What is expected
Give the number of lines in these entries that contain the string "async", with no further comment.

Study material
-*-*-

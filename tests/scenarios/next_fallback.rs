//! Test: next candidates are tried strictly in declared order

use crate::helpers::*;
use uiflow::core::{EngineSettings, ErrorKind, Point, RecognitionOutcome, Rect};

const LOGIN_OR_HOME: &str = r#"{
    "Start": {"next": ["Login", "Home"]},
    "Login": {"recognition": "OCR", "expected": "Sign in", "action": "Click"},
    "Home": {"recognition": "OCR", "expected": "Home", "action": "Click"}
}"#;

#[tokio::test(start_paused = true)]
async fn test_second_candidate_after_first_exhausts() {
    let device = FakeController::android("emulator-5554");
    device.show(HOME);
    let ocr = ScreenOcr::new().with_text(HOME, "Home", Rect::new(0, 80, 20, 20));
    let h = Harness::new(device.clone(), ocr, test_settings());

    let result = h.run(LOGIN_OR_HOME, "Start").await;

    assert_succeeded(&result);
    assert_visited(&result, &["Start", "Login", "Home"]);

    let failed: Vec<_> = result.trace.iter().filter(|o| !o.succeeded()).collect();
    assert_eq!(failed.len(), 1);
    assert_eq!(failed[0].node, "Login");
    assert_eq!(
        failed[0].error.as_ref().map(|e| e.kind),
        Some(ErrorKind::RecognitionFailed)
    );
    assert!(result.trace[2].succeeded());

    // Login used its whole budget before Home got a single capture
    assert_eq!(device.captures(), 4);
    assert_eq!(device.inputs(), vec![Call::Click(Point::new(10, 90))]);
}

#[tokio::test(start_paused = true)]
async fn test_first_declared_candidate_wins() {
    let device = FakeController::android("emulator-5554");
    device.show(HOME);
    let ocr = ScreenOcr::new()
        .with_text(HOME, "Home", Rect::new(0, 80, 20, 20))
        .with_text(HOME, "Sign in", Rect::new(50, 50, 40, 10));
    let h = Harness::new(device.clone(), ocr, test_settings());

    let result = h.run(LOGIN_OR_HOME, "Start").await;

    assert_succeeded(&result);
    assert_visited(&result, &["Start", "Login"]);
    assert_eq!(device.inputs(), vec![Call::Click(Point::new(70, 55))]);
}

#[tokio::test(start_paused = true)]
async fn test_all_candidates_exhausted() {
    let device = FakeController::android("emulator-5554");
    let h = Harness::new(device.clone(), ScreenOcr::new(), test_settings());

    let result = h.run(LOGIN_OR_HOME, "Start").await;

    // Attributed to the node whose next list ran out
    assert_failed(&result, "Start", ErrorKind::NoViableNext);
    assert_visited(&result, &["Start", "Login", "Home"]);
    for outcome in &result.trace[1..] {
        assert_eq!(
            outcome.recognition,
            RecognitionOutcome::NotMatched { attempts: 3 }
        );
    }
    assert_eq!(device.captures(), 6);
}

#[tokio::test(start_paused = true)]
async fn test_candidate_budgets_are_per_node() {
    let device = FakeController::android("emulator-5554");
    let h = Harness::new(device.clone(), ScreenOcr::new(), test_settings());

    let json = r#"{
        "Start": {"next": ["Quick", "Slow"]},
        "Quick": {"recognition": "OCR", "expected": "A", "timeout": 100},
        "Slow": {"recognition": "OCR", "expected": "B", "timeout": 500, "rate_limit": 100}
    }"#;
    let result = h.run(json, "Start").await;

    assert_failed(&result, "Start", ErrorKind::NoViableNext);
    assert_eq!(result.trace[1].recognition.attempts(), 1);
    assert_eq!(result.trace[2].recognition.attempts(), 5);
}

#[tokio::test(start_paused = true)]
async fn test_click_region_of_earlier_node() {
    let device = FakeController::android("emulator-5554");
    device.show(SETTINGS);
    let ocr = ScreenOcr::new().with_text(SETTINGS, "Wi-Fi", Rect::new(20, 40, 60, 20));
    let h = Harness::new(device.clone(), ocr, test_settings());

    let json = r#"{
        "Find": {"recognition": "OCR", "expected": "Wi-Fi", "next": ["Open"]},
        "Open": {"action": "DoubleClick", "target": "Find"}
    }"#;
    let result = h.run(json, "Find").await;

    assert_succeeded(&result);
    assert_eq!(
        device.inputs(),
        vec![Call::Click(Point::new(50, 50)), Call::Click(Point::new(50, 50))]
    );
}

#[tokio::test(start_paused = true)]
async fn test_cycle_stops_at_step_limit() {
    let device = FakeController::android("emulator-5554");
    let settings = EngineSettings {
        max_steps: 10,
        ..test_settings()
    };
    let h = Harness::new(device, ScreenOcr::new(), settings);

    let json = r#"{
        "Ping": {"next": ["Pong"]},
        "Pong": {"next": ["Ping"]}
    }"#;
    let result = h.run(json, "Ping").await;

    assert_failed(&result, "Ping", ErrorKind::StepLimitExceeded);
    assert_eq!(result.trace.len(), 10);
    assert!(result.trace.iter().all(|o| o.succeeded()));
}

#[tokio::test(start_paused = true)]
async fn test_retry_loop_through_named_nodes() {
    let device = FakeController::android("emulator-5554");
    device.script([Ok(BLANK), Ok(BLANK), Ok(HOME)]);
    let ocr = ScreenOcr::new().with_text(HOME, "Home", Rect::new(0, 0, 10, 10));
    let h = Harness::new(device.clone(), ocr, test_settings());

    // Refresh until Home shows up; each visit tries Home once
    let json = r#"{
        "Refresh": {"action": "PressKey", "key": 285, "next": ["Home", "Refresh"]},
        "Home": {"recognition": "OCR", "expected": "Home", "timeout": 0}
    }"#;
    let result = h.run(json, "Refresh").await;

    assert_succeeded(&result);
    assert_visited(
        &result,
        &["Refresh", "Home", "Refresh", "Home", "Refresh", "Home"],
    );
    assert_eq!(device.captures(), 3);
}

-*-*-

Response for this exercise
7